John Redmond - Leader of The Parnellite Party

Leader of The Parnellite Party

Having belatedly become a barrister by completing his terms at the King's Inns, Dublin, being called to the Irish bar in 1887 (and to the English bar a year later), Redmond busied himself with agrarian cases during the Plan of Campaign. In 1888, following a strong and conceivably intimidatory speech, he received five weeks’ imprisonment with hard labour. A loyal supporter of Parnell, Redmond like Davitt was deeply opposed to the use of physical force and was committed to political change by constitutional means, campaigning constitutionally for Home Rule as an interim form of All-Ireland self-government within the United Kingdom.

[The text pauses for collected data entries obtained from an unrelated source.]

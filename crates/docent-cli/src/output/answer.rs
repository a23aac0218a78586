//! Terminal layout for assistant answers.

use std::fmt::Write as _;

use docent_core::entities::{ChatMessage, MockResponse};
use docent_core::enums::{BookingState, MessageRole, TrustBadge};
use docent_match::content::{Segment, segment};

/// Badges, body and footer in one block.
#[must_use]
pub fn render_answer(response: &MockResponse) -> String {
    let mut out = String::new();
    let badges = render_badges(&response.trust_badges);
    if !badges.is_empty() {
        out.push_str(&badges);
        out.push_str("\n\n");
    }
    out.push_str(&render_body(&response.content));
    let footer = render_footer(response);
    if !footer.is_empty() {
        out.push_str("\n\n");
        out.push_str(&footer);
    }
    out
}

/// `[Official Rule] [Best Practice]`, or empty.
#[must_use]
pub fn render_badges(badges: &[TrustBadge]) -> String {
    badges
        .iter()
        .map(|badge| format!("[{}]", badge.label()))
        .collect::<Vec<_>>()
        .join(" ")
}

/// Answer body without badge placeholders. Code blocks are indented under a
/// language rule.
#[must_use]
pub fn render_body(content: &str) -> String {
    let mut out = String::new();
    for part in segment(content) {
        match part {
            Segment::Text(text) => out.push_str(text.trim_matches('\n')),
            Segment::Code { language, code } => {
                if !out.is_empty() {
                    out.push_str("\n\n");
                }
                let _ = writeln!(out, "── {language}");
                for line in code.lines() {
                    let _ = writeln!(out, "    {line}");
                }
                out.push('\n');
            }
        }
    }
    out.trim_end().to_string()
}

/// Preview, recording hint and sources.
#[must_use]
pub fn render_footer(response: &MockResponse) -> String {
    let mut lines = Vec::new();
    if let Some(preview) = response.component_preview {
        lines.push(format!("Preview: {preview}"));
    }
    if response.suggest_video_answer {
        lines.push("Tip: record a short video answer with /record".to_string());
    }
    if !response.sources.is_empty() {
        lines.push("Sources:".to_string());
        lines.extend(
            response
                .sources
                .iter()
                .map(|source| format!("  - {} ({}) {}", source.title, source.kind, source.url)),
        );
    }
    lines.join("\n")
}

/// One history entry: speaker, time, then the answer block for assistants.
#[must_use]
pub fn render_message(message: &ChatMessage) -> String {
    let stamp = message.timestamp.format("%b %-d %H:%M");
    match (message.role, &message.meta) {
        (MessageRole::User, _) => format!("you ({stamp})\n{}", message.content),
        (MessageRole::Assistant, None) => {
            format!("docent ({stamp})\n{}", render_body(&message.content))
        }
        (MessageRole::Assistant, Some(meta)) => {
            let response = MockResponse {
                content: message.content.clone(),
                sources: meta.sources.clone(),
                trust_badges: meta.trust_badges.clone(),
                component_preview: meta.component_preview,
                suggest_video_answer: meta.suggest_video_answer,
            };
            let mut out = format!("docent ({stamp})\n{}", render_answer(&response));
            if meta.booking == Some(BookingState::Requested) {
                out.push_str("\nOffice hours: requested");
            }
            out
        }
    }
}

#[cfg(test)]
mod tests {
    use docent_core::entities::Source;
    use docent_core::enums::{ComponentPreview, SourceType};

    use super::*;

    #[test]
    fn user_message_shows_speaker() {
        let message = ChatMessage {
            id: "msg-00000001".into(),
            role: MessageRole::User,
            content: "What are the button props?".into(),
            timestamp: chrono::Utc::now(),
            meta: None,
        };
        let out = render_message(&message);
        assert!(out.starts_with("you ("));
        assert!(out.ends_with("What are the button props?"));
    }

    #[test]
    fn badges_render_with_labels() {
        assert_eq!(
            render_badges(&[TrustBadge::Official, TrustBadge::Flexible]),
            "[Official Rule] [Flexible]"
        );
        assert_eq!(render_badges(&[]), "");
    }

    #[test]
    fn body_drops_placeholders_and_indents_code() {
        let body = render_body("Use the prop. [Official Rule]\n\n```tsx\n<Button kind=\"primary\" />\n```\nDone.");
        assert!(!body.contains("[Official Rule]"));
        assert!(body.contains("── tsx\n    <Button kind=\"primary\" />"));
        assert!(body.ends_with("Done."));
    }

    #[test]
    fn answer_lists_sources_and_preview() {
        let response = MockResponse::new("Body")
            .with_badges(&[TrustBadge::BestPractice])
            .with_sources(vec![Source::new(
                SourceType::Storybook,
                "Button",
                "https://react.carbondesignsystem.com",
            )])
            .with_preview(ComponentPreview::Button);

        let out = render_answer(&response);
        assert!(out.starts_with("[Best Practice]\n\nBody"));
        assert!(out.contains("Preview: button"));
        assert!(out.contains("  - Button (storybook) https://react.carbondesignsystem.com"));
    }
}
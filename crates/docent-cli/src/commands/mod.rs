pub mod ask;
pub mod audit;
pub mod chat;
pub mod clusters;
pub mod dashboard;
pub mod dispatch;
pub mod health;
pub mod history;
pub mod prompt;
pub mod shared;
pub mod sources;
pub mod trends;
pub mod welcome;
//! Entity structs for Docent domain objects.
//!
//! All structs derive `Serialize`, `Deserialize`, and `JsonSchema` for JSON
//! output, session persistence and schema validation.

mod audit;
mod health;
mod insight;
mod knowledge;
mod message;
mod question;
mod response;

pub use audit::{AuditIssue, AuditReport};
pub use health::{ComponentStats, HealthSummary};
pub use insight::{PatternInsight, TrendPoint};
pub use knowledge::{KnowledgeSource, WelcomeMessage};
pub use message::{ChatMessage, MessageMeta};
pub use question::{DesignerQuestion, QuestionCluster};
pub use response::{MockResponse, Source};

When the Irish Parliamentary Party split over Parnell's long-standing family relationship with Katharine O'Shea, the previously separated wife of a fellow MP, whom he later married, Redmond stood by his deposed leader in the dispute. After Parnell's death in 1891, Redmond took over leadership of the Parnellite rump of the split party, the Irish National League (INL), where he soon demonstrated both his organisational ability and his considerable rhetorical skills. He also raised funds for the Parnell Monument at the northern end of Dublin's O'Connell Street, choosing the American Augustus Saint Gaudens to sculpt the statue, which was eventually completed in 1911.

The larger anti-Parnellite group formed the Irish National Federation (INF) under John Dillon. During this period, he supported the Unionist Irish Secretary Gerald Balfour programme of Constructive Unionism, while assuring the Tory Government that its self-declared policy of "killing Home Rule with kindness" would not achieve its objective. Redmond dropped all interest in agrarian radicalism and, unlike the mainstream nationalists, worked constructively alongside Unionists, such as Horace Plunkett, in the Recess Committee of 1895 which led to the establishment of a department of agriculture in 1899. He further argued that the land reforms and democratisation of elected local government under the Local Government (Ireland) Act 1898 would in fact stimulate demands for Home Rule rather than dampen them, as was the case.